Lexical processing

Lexical processing consists of the following steps:

  1. Interpret the source document
  2. Tokenize the document

File encoding and end

Source encoding is the same as for D. That is,

The end of the file is also determined in the same way as in D.

If the first line starts with #!, it is ignored, also as with D.

Characters

Characters here are specified using unicode code points or ranges; to unambiguate notation instead of using U+XXXX, we use UCP(XXXX) for code points and UCR(XXXX-YYYY) for inclusive code ranges.

Characters must fit into one of a few categories to be used, except within comments. Unrecognized characters may not be used, in order that they may safely be assigned to a category in a later version of the specification (a few candidates are listed here, but there could be many more).

There’s two constraints to introducing additional characters: they must clearly fit into one of the categories and not be unreasonably confusing (e.g. en-dash looks very similar to a minus sign; em-dash is a different length but unfortunately also looks similar in fixed-width fonts).

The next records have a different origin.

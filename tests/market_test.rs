//! Market ledger properties against the in-process store.
//!
//! Tests cover:
//! - Settlement rounding over the whole money range
//! - Roster legality for arbitrary position counts
//! - Budget conservation and roster bounds under random trading
//! - Concurrent buys of one player (exactly one wins)
//! - Concurrent buys draining a seller down to the minimum

mod common;

use common::*;
use proptest::prelude::*;
use squadtrader::adapters::memory_adapter::MemoryStore;
use squadtrader::domain::error::MarketError;
use squadtrader::domain::market::{self, settlement_price};
use squadtrader::domain::player::{Listing, Ownership, Player, PlayerId, Position};
use squadtrader::domain::roster::{self, MAX_SQUAD_SIZE, MIN_SQUAD_SIZE};
use squadtrader::domain::team::{STARTING_BUDGET, TeamId};
use squadtrader::ports::store_port::StorePort;

fn players_for(counts: [usize; 4]) -> Vec<Player> {
    let mut players = Vec::new();
    for (position, count) in Position::ALL.into_iter().zip(counts) {
        for _ in 0..count {
            players.push(Player {
                id: PlayerId(players.len() as i64 + 1),
                name: format!("P{}", players.len()),
                position,
                price: 1,
                owner: Ownership::Team(TeamId(1)),
                listing: Listing::Unlisted,
            });
        }
    }
    players
}

mod settlement {
    use super::*;

    proptest! {
        #[test]
        fn rounds_half_up(asking in 1i64..1_000_000_000_000) {
            let settlement = settlement_price(asking);
            let exact = i128::from(asking) * 95;
            let scaled = i128::from(settlement) * 100;
            prop_assert!(scaled - 50 <= exact);
            prop_assert!(exact < scaled + 50);
            prop_assert!(settlement <= asking);
        }
    }

    #[test]
    fn worked_examples() {
        assert_eq!(settlement_price(1_000_000), 950_000);
        assert_eq!(settlement_price(10), 10); // 9.5 rounds up
        assert_eq!(settlement_price(1), 1); // 0.95
        assert_eq!(settlement_price(3), 3); // 2.85
        assert_eq!(settlement_price(30), 29); // 28.5 rounds up
    }
}

mod roster_policy {
    use super::*;

    proptest! {
        #[test]
        fn legality_matches_definition(gk in 0usize..8, def in 0usize..10, mid in 0usize..10, att in 0usize..8) {
            let players = players_for([gk, def, mid, att]);
            let total = gk + def + mid + att;
            let expected = (MIN_SQUAD_SIZE..=MAX_SQUAD_SIZE).contains(&total)
                && gk >= 2 && def >= 5 && mid >= 5 && att >= 3;
            prop_assert_eq!(roster::is_legal_roster(&players), expected);
            prop_assert_eq!(roster::check_roster(&players).is_ok(), expected);
        }
    }

    #[test]
    fn minimum_legal_squad() {
        assert!(roster::is_legal_roster(&players_for([2, 5, 5, 3])));
        assert!(!roster::is_legal_roster(&players_for([1, 6, 5, 3])));
        assert!(!roster::is_legal_roster(&players_for([2, 5, 5, 14])));
    }
}

mod conservation {
    use super::*;

    proptest! {
        #![proptest_config(ProptestConfig::with_cases(48))]

        #[test]
        fn random_trading_conserves_money_and_rosters(
            sizes in proptest::collection::vec(15usize..=25, 3),
            prices in proptest::collection::vec(1i64..3_000_000, 75),
            trades in proptest::collection::vec((0usize..75, 0usize..3), 0..40),
        ) {
            let store = MemoryStore::new();
            let mut users = Vec::new();
            let mut all_players = Vec::new();
            for (i, &size) in sizes.iter().enumerate() {
                let (user, _, players) =
                    legal_team(&store, &format!("u{i}@example.com"), &format!("Team {i}"), size);
                for (j, &player) in players.iter().enumerate() {
                    let asking = prices[(i * 25 + j) % prices.len()];
                    market::list_player(&store, player, asking, user).unwrap();
                }
                users.push(user);
                all_players.extend(players);
            }

            for (pick, buyer) in trades {
                let player = all_players[pick % all_players.len()];
                match market::buy_player(&store, player, users[buyer]) {
                    Ok(purchase) => {
                        prop_assert!(purchase.buyer_budget >= 0);
                    }
                    Err(e) => {
                        prop_assert!(!e.is_internal(), "unexpected internal error: {}", e);
                    }
                }
            }

            let total: i64 = users.iter().map(|&u| budget_of(&store, u)).sum();
            prop_assert_eq!(total, STARTING_BUDGET * users.len() as i64);
            for &user in &users {
                let size = squad_size(&store, user);
                prop_assert!((MIN_SQUAD_SIZE..=MAX_SQUAD_SIZE).contains(&size));
                prop_assert!(budget_of(&store, user) >= 0);
            }
            let owned: usize = users.iter().map(|&u| squad_size(&store, u)).sum();
            prop_assert_eq!(owned, all_players.len());
        }
    }
}

mod concurrency {
    use super::*;
    use std::thread;

    #[test]
    fn one_player_many_buyers_exactly_one_wins() {
        let store = MemoryStore::new();
        let (seller, _, players) = legal_team(&store, "seller@example.com", "Sellers", 20);
        let target = players[7];
        market::list_player(&store, target, 1_000_000, seller).unwrap();

        let buyers: Vec<_> = (0..8)
            .map(|i| {
                legal_team(&store, &format!("b{i}@example.com"), &format!("Buyers {i}"), 15).0
            })
            .collect();

        let results: Vec<Result<_, MarketError>> = thread::scope(|s| {
            let handles: Vec<_> = buyers
                .iter()
                .map(|&buyer| {
                    let store = &store;
                    s.spawn(move || market::buy_player(store, target, buyer))
                })
                .collect();
            handles.into_iter().map(|h| h.join().unwrap()).collect()
        });

        let winners: Vec<_> = results.iter().filter_map(|r| r.as_ref().ok()).collect();
        assert_eq!(winners.len(), 1);
        for err in results.iter().filter_map(|r| r.as_ref().err()) {
            assert!(matches!(err, MarketError::InvalidState { .. }), "got {err}");
        }

        let moved = store.find_player(target).unwrap().unwrap();
        assert_eq!(moved.owner, Ownership::Team(winners[0].buyer_team));
        assert!(!moved.is_listed());
        assert_eq!(budget_of(&store, seller), STARTING_BUDGET + 950_000);

        let total: i64 = buyers.iter().map(|&b| budget_of(&store, b)).sum::<i64>()
            + budget_of(&store, seller);
        assert_eq!(total, STARTING_BUDGET * 9);
    }

    #[test]
    fn seller_never_drops_below_minimum() {
        let store = MemoryStore::new();
        let (seller, _, players) = legal_team(&store, "seller@example.com", "Sellers", 18);
        for &player in &players[..6] {
            market::list_player(&store, player, 100_000, seller).unwrap();
        }
        let buyers: Vec<_> = (0..6)
            .map(|i| {
                legal_team(&store, &format!("b{i}@example.com"), &format!("Buyers {i}"), 15).0
            })
            .collect();

        let successes = thread::scope(|s| {
            let handles: Vec<_> = buyers
                .iter()
                .zip(&players[..6])
                .map(|(&buyer, &player)| {
                    let store = &store;
                    s.spawn(move || market::buy_player(store, player, buyer).is_ok())
                })
                .collect();
            handles
                .into_iter()
                .map(|h| h.join().unwrap())
                .filter(|ok| *ok)
                .count()
        });

        assert_eq!(successes, 3);
        assert_eq!(squad_size(&store, seller), MIN_SQUAD_SIZE);
    }

    #[test]
    fn stale_listing_rejected_after_unlist() {
        let store = MemoryStore::new();
        let (seller, _, players) = legal_team(&store, "seller@example.com", "Sellers", 16);
        let (buyer, _, _) = legal_team(&store, "buyer@example.com", "Buyers", 15);
        market::list_player(&store, players[0], 500_000, seller).unwrap();
        market::unlist_player(&store, players[0], seller).unwrap();

        let err = market::buy_player(&store, players[0], buyer).unwrap_err();
        assert!(matches!(err, MarketError::InvalidState { .. }));
        assert_eq!(budget_of(&store, buyer), STARTING_BUDGET);
    }
}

Accessibility of non-alphanumeric symbols

This is a list of non-letter, non-number symbols commonly found on keyboards, by accessibility. (Information was largely gleaned from wikipedia’s keyboard layouts article; layouts without latin letters on keys were ignored).

Always first-level:

,

Usually first-level, sometimes second:

. ' -

First or second level:

/ ; : " $ ( ) _ = + &

Usually second level:

! ? % *

First to third level:

\ # [ ] < >

Second to third:

{ } @

First to third level or dead key:

` ^ ~

Often present:

| £ € § °

Often absent:

¦ ¬ ¤ ¢ ¡ ¿  ¯ · ˘ ± − ÷ × ↓↑←→ ¶

Categorisation of characters

The following categorises characters according to their uses in mo, outside of comments and quoted literals.

New lines:

LF := UCP(000A)
CR := UCP(000D)
EOL := (CR LF) | LF | CR

That is, \n, \r, and \r\n are all determined to be one new-line.

Spacing characters

UCP(0009) | UCP(000B) | UCP(000C) | UCP(0020)

That is, horizontal and vertical tabs, form feeds, and ordinary spaces.

Quotes characters

UCP(0022) "
UCP(0027) '
UCP(0060) `

That is, the standard single and double quotes, and the back-tick.

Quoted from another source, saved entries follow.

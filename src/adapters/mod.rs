//! Concrete adapter implementations for ports.

pub mod csv_export;
pub mod file_config_adapter;
pub mod memory_adapter;
#[cfg(feature = "postgres")]
pub mod postgres_adapter;
#[cfg(feature = "sqlite")]
pub mod sqlite_adapter;
#[cfg(feature = "web")]
pub mod web;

Additional, directional forms of single and double quotes follow. I don’t see why they shouldn’t be used for display in editors as an alternative to the straight variants, and probably most tools will support them (perhaps excepting notepad). They should be equivalent to the straight forms syntactically, with the small advantage that only the closing form may, and must, follow the opening form in order to deliminate a string literal.

UCR(2018-2019) ‘ ’
UCR(201C-201D) “ ”

Operators (see http://en.wikipedia.org/wiki/Unicode_Mathematical_Operators):

OPERATOR_CHAR :=
  UCP(0021) | UCP(0023) | UCR(0025-0026)
| UCR(002A-002C) | UCR(002E-002F)
| UCR(003A-003F)
| UCP(005E) | UCP(007E)
| UCP(00B1) | UCP(00D7) | UCP(00F7)
| UCR(2200–22FF)

That is, any of !#%&, *+,./, :;<=>?, ^~, ±×÷ or unicode “Mathematical Operators” block. Potential inclusions are: UCR(2032-2034) prime marks, UCR(2A00-2AFF) unicode “Supplemental Mathematical Operators” block.

Brackets

UCR(0028-0029) ( )
UCP(005B,005D) [ ]
UCP(007B,007D) { }
UCP(007C) |

Special characters

Back-slashes serve as escape characters (see tokenisation of quotes, below).

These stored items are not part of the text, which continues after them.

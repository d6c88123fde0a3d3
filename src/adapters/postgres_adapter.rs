//! PostgreSQL store.
//!
//! Transactions run at READ COMMITTED. `lock_player` and `lock_team` use
//! `SELECT ... FOR UPDATE`; a waiting transaction re-reads the row once the
//! holder commits. Lock-order conflicts the server resolves as deadlocks
//! surface as `DatabaseQuery` errors with nothing committed.

use postgres::error::SqlState;
use postgres::types::ToSql;
use postgres::{Client, NoTls, Row};
use r2d2::{Pool, PooledConnection};
use r2d2_postgres::PostgresConnectionManager;

use crate::domain::catalog::{MarketFilter, MarketListing};
use crate::domain::error::MarketError;
use crate::domain::player::{Listing, Money, NewPlayer, Ownership, Player, PlayerId};
use crate::domain::team::{NewTeam, Squad, Team, TeamId};
use crate::domain::user::{NewUser, User, UserId};
use crate::ports::config_port::ConfigPort;
use crate::ports::store_port::{StorePort, UnitOfWork};

type Manager = PostgresConnectionManager<NoTls>;

const SCHEMA: &str = "
CREATE TABLE IF NOT EXISTS users (
    id BIGSERIAL PRIMARY KEY,
    email TEXT NOT NULL UNIQUE,
    password_hash TEXT NOT NULL
);
CREATE TABLE IF NOT EXISTS teams (
    id BIGSERIAL PRIMARY KEY,
    user_id BIGINT NOT NULL UNIQUE REFERENCES users(id),
    name TEXT NOT NULL,
    budget BIGINT NOT NULL CHECK (budget >= 0)
);
CREATE TABLE IF NOT EXISTS players (
    id BIGSERIAL PRIMARY KEY,
    name TEXT NOT NULL,
    position TEXT NOT NULL CHECK (position IN ('GK', 'DEF', 'MID', 'ATT')),
    price BIGINT NOT NULL CHECK (price >= 0),
    team_id BIGINT REFERENCES teams(id),
    is_listed BOOLEAN NOT NULL DEFAULT FALSE,
    asking_price BIGINT,
    CONSTRAINT listing_has_price CHECK (
        (NOT is_listed AND asking_price IS NULL)
        OR (is_listed AND asking_price IS NOT NULL AND asking_price > 0))
);
CREATE INDEX IF NOT EXISTS idx_players_team ON players(team_id);
CREATE INDEX IF NOT EXISTS idx_players_listed ON players(is_listed);";

const PLAYER_COLUMNS: &str = "p.id, p.name, p.position, p.price, p.team_id, p.is_listed, p.asking_price";

fn query_err(e: postgres::Error) -> MarketError {
    MarketError::DatabaseQuery {
        reason: e.to_string(),
    }
}

fn decode_player(row: &Row) -> Result<Player, MarketError> {
    let id: i64 = row.get(0);
    let position: String = row.get(2);
    let team_id: Option<i64> = row.get(4);
    Ok(Player {
        id: PlayerId(id),
        name: row.get(1),
        position: position.parse().map_err(|_| MarketError::Database {
            reason: format!("player {id} has unknown position '{position}'"),
        })?,
        price: row.get(3),
        owner: Ownership::from_team_id(team_id.map(TeamId)),
        listing: Listing::from_columns(row.get(5), row.get(6))?,
    })
}

fn decode_team(row: &Row) -> Team {
    Team {
        id: TeamId(row.get(0)),
        user_id: UserId(row.get(1)),
        name: row.get(2),
        budget: row.get(3),
    }
}

fn decode_user(row: &Row) -> User {
    User {
        id: UserId(row.get(0)),
        email: row.get(1),
        password_hash: row.get(2),
    }
}

fn select_players(
    client: &mut Client,
    where_clause: &str,
    params: &[&(dyn ToSql + Sync)],
) -> Result<Vec<Player>, MarketError> {
    let query = format!("SELECT {PLAYER_COLUMNS} FROM players p WHERE {where_clause}");
    client
        .query(&query, params)
        .map_err(query_err)?
        .iter()
        .map(decode_player)
        .collect()
}

fn select_team_for_user(client: &mut Client, user_id: UserId) -> Result<Option<Team>, MarketError> {
    let row = client
        .query_opt(
            "SELECT id, user_id, name, budget FROM teams WHERE user_id = $1",
            &[&user_id.0],
        )
        .map_err(query_err)?;
    Ok(row.as_ref().map(decode_team))
}

pub struct PostgresStore {
    pool: Pool<Manager>,
}

impl PostgresStore {
    pub fn from_config(config: &dyn ConfigPort) -> Result<Self, MarketError> {
        // [postgres] connection_string first, then [database] conninfo
        let connection_string = config
            .get_string("postgres", "connection_string")
            .or_else(|| config.get_string("database", "conninfo"))
            .ok_or_else(|| MarketError::ConfigMissing {
                section: "database".into(),
                key: "conninfo".into(),
            })?;
        let pool_size = config.get_positive_u32("postgres", "pool_size", 4)?;

        let pg_config = connection_string
            .parse::<postgres::Config>()
            .map_err(|e| MarketError::ConfigInvalid {
                section: "postgres".into(),
                key: "connection_string".into(),
                reason: e.to_string(),
            })?;
        let manager = PostgresConnectionManager::new(pg_config, NoTls);
        let pool = Pool::builder()
            .max_size(pool_size)
            .build(manager)
            .map_err(|e| MarketError::Database {
                reason: e.to_string(),
            })?;

        Ok(Self { pool })
    }

    fn connection(&self) -> Result<PooledConnection<Manager>, MarketError> {
        self.pool.get().map_err(|e| MarketError::Database {
            reason: e.to_string(),
        })
    }
}

impl StorePort for PostgresStore {
    fn initialize_schema(&self) -> Result<(), MarketError> {
        self.connection()?.batch_execute(SCHEMA).map_err(query_err)
    }

    fn begin(&self) -> Result<Box<dyn UnitOfWork + '_>, MarketError> {
        let mut conn = self.connection()?;
        conn.batch_execute("BEGIN ISOLATION LEVEL READ COMMITTED")
            .map_err(query_err)?;
        Ok(Box::new(PostgresUnitOfWork { conn, open: true }))
    }

    fn unassigned_players(&self) -> Result<Vec<Player>, MarketError> {
        let mut conn = self.connection()?;
        select_players(&mut conn, "p.team_id IS NULL", &[])
    }

    fn market_listings(&self, filter: &MarketFilter) -> Result<Vec<MarketListing>, MarketError> {
        let query = format!(
            "SELECT {PLAYER_COLUMNS}, t.id, t.name
             FROM players p JOIN teams t ON t.id = p.team_id
             WHERE p.is_listed
               AND ($1::TEXT IS NULL OR starts_with(lower(p.name), lower($1)))
               AND ($2::TEXT IS NULL OR strpos(lower(t.name), lower($2)) > 0)
               AND ($3::BIGINT IS NULL OR p.asking_price <= $3)"
        );
        let rows = self
            .connection()?
            .query(
                &query,
                &[
                    &filter.name_prefix,
                    &filter.team_name_contains,
                    &filter.max_price,
                ],
            )
            .map_err(query_err)?;

        rows.iter()
            .map(|row| {
                Ok(MarketListing {
                    player: decode_player(row)?,
                    team_id: TeamId(row.get(7)),
                    team_name: row.get(8),
                })
            })
            .collect()
    }

    fn squad_for_user(&self, user_id: UserId) -> Result<Option<Squad>, MarketError> {
        let mut conn = self.connection()?;
        let Some(team) = select_team_for_user(&mut conn, user_id)? else {
            return Ok(None);
        };
        let players = select_players(&mut conn, "p.team_id = $1", &[&team.id.0])?;
        Ok(Some(Squad { team, players }))
    }

    fn find_player(&self, id: PlayerId) -> Result<Option<Player>, MarketError> {
        let mut conn = self.connection()?;
        Ok(select_players(&mut conn, "p.id = $1", &[&id.0])?.pop())
    }

    fn find_user(&self, id: UserId) -> Result<Option<User>, MarketError> {
        let row = self
            .connection()?
            .query_opt(
                "SELECT id, email, password_hash FROM users WHERE id = $1",
                &[&id.0],
            )
            .map_err(query_err)?;
        Ok(row.as_ref().map(decode_user))
    }

    fn find_user_by_email(&self, email: &str) -> Result<Option<User>, MarketError> {
        let row = self
            .connection()?
            .query_opt(
                "SELECT id, email, password_hash FROM users WHERE email = $1",
                &[&email],
            )
            .map_err(query_err)?;
        Ok(row.as_ref().map(decode_user))
    }

    fn insert_user(&self, user: &NewUser) -> Result<User, MarketError> {
        let row = self
            .connection()?
            .query_one(
                "INSERT INTO users (email, password_hash) VALUES ($1, $2) RETURNING id",
                &[&user.email, &user.password_hash],
            )
            .map_err(|e| {
                if e.code() == Some(&SqlState::UNIQUE_VIOLATION) {
                    MarketError::invalid_state("email already registered")
                } else {
                    query_err(e)
                }
            })?;
        Ok(User {
            id: UserId(row.get(0)),
            email: user.email.clone(),
            password_hash: user.password_hash.clone(),
        })
    }
}

struct PostgresUnitOfWork {
    conn: PooledConnection<Manager>,
    open: bool,
}

impl UnitOfWork for PostgresUnitOfWork {
    fn lock_player(&mut self, id: PlayerId) -> Result<Option<Player>, MarketError> {
        let query = format!("SELECT {PLAYER_COLUMNS} FROM players p WHERE p.id = $1 FOR UPDATE");
        let row = self.conn.query_opt(&query, &[&id.0]).map_err(query_err)?;
        row.as_ref().map(decode_player).transpose()
    }

    fn lock_team(&mut self, id: TeamId) -> Result<Option<Team>, MarketError> {
        let row = self
            .conn
            .query_opt(
                "SELECT id, user_id, name, budget FROM teams WHERE id = $1 FOR UPDATE",
                &[&id.0],
            )
            .map_err(query_err)?;
        Ok(row.as_ref().map(decode_team))
    }

    fn team_id_for_user(&mut self, user_id: UserId) -> Result<Option<TeamId>, MarketError> {
        Ok(select_team_for_user(&mut self.conn, user_id)?.map(|t| t.id))
    }

    fn count_players(&mut self, team_id: TeamId) -> Result<usize, MarketError> {
        let row = self
            .conn
            .query_one("SELECT COUNT(*) FROM players WHERE team_id = $1", &[&team_id.0])
            .map_err(query_err)?;
        let count: i64 = row.get(0);
        Ok(count as usize)
    }

    fn save_player(&mut self, player: &Player) -> Result<(), MarketError> {
        let team_id = player.team_id().map(|t| t.0);
        let changed = self
            .conn
            .execute(
                "UPDATE players SET team_id = $2, is_listed = $3, asking_price = $4 WHERE id = $1",
                &[
                    &player.id.0,
                    &team_id,
                    &player.is_listed(),
                    &player.asking_price(),
                ],
            )
            .map_err(query_err)?;
        if changed != 1 {
            return Err(MarketError::DatabaseQuery {
                reason: format!("player {} does not exist", player.id),
            });
        }
        Ok(())
    }

    fn set_budget(&mut self, team_id: TeamId, budget: Money) -> Result<(), MarketError> {
        let changed = self
            .conn
            .execute(
                "UPDATE teams SET budget = $2 WHERE id = $1",
                &[&team_id.0, &budget],
            )
            .map_err(query_err)?;
        if changed != 1 {
            return Err(MarketError::DatabaseQuery {
                reason: format!("team {team_id} does not exist"),
            });
        }
        Ok(())
    }

    fn insert_team(&mut self, team: &NewTeam) -> Result<Team, MarketError> {
        let row = self
            .conn
            .query_one(
                "INSERT INTO teams (user_id, name, budget) VALUES ($1, $2, $3) RETURNING id",
                &[&team.user_id.0, &team.name, &team.budget],
            )
            .map_err(query_err)?;
        Ok(Team {
            id: TeamId(row.get(0)),
            user_id: team.user_id,
            name: team.name.clone(),
            budget: team.budget,
        })
    }

    fn insert_player(&mut self, player: &NewPlayer) -> Result<Player, MarketError> {
        let team_id = player.owner.team_id().map(|t| t.0);
        let row = self
            .conn
            .query_one(
                "INSERT INTO players (name, position, price, team_id, is_listed, asking_price)
                 VALUES ($1, $2, $3, $4, FALSE, NULL) RETURNING id",
                &[&player.name, &player.position.code(), &player.price, &team_id],
            )
            .map_err(query_err)?;
        Ok(Player {
            id: PlayerId(row.get(0)),
            name: player.name.clone(),
            position: player.position,
            price: player.price,
            owner: player.owner,
            listing: Listing::Unlisted,
        })
    }

    fn dissolve_team(&mut self, team_id: TeamId) -> Result<usize, MarketError> {
        self.conn
            .execute("SELECT id FROM teams WHERE id = $1 FOR UPDATE", &[&team_id.0])
            .map_err(query_err)?;
        let released = self
            .conn
            .execute(
                "UPDATE players SET team_id = NULL, is_listed = FALSE, asking_price = NULL
                 WHERE team_id = $1",
                &[&team_id.0],
            )
            .map_err(query_err)?;
        self.conn
            .execute("DELETE FROM teams WHERE id = $1", &[&team_id.0])
            .map_err(query_err)?;
        Ok(released as usize)
    }

    fn commit(mut self: Box<Self>) -> Result<(), MarketError> {
        self.conn.batch_execute("COMMIT").map_err(query_err)?;
        self.open = false;
        Ok(())
    }
}

impl Drop for PostgresUnitOfWork {
    fn drop(&mut self) {
        if self.open {
            if let Err(e) = self.conn.batch_execute("ROLLBACK") {
                tracing::warn!(error = %e, "postgres rollback failed");
            }
        }
    }
}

M-dash characters may optionally be used for comments.

UCP(005C) \
UCP(2014) —

Identifier characters

The following characters may be used in identifiers.

UCP(005F) _
UCR(0030-0039) 0-9
UCR(0041-005A) A-Z
UCR(0061-007A) a-z

TODO: Other alphabetic characters should be added. Universal alphas as defined in the C99 standard (ISO/IEC 9899:1999(E) Appendix D) would be a good candidate, except that the standard is not, as far as I am aware, open access, or freely copyable.

Other characters

These are not currently assigned a purpose, and thus invalid outside of quoted literals and comments.

Small form variants (operators): http://www.unicode.org/charts/PDF/UFE50.pdf
UCP(0040): @
UCP(0024), ...: currency symbols

All characters not listed above also fall into this category.

Tokenization

The input document is parsed in order, to form a series of tokens. Some tokens change the interpretation of the source following (for example, a comment opening token /* changes the following characters, until a matching */, to be considered a comment).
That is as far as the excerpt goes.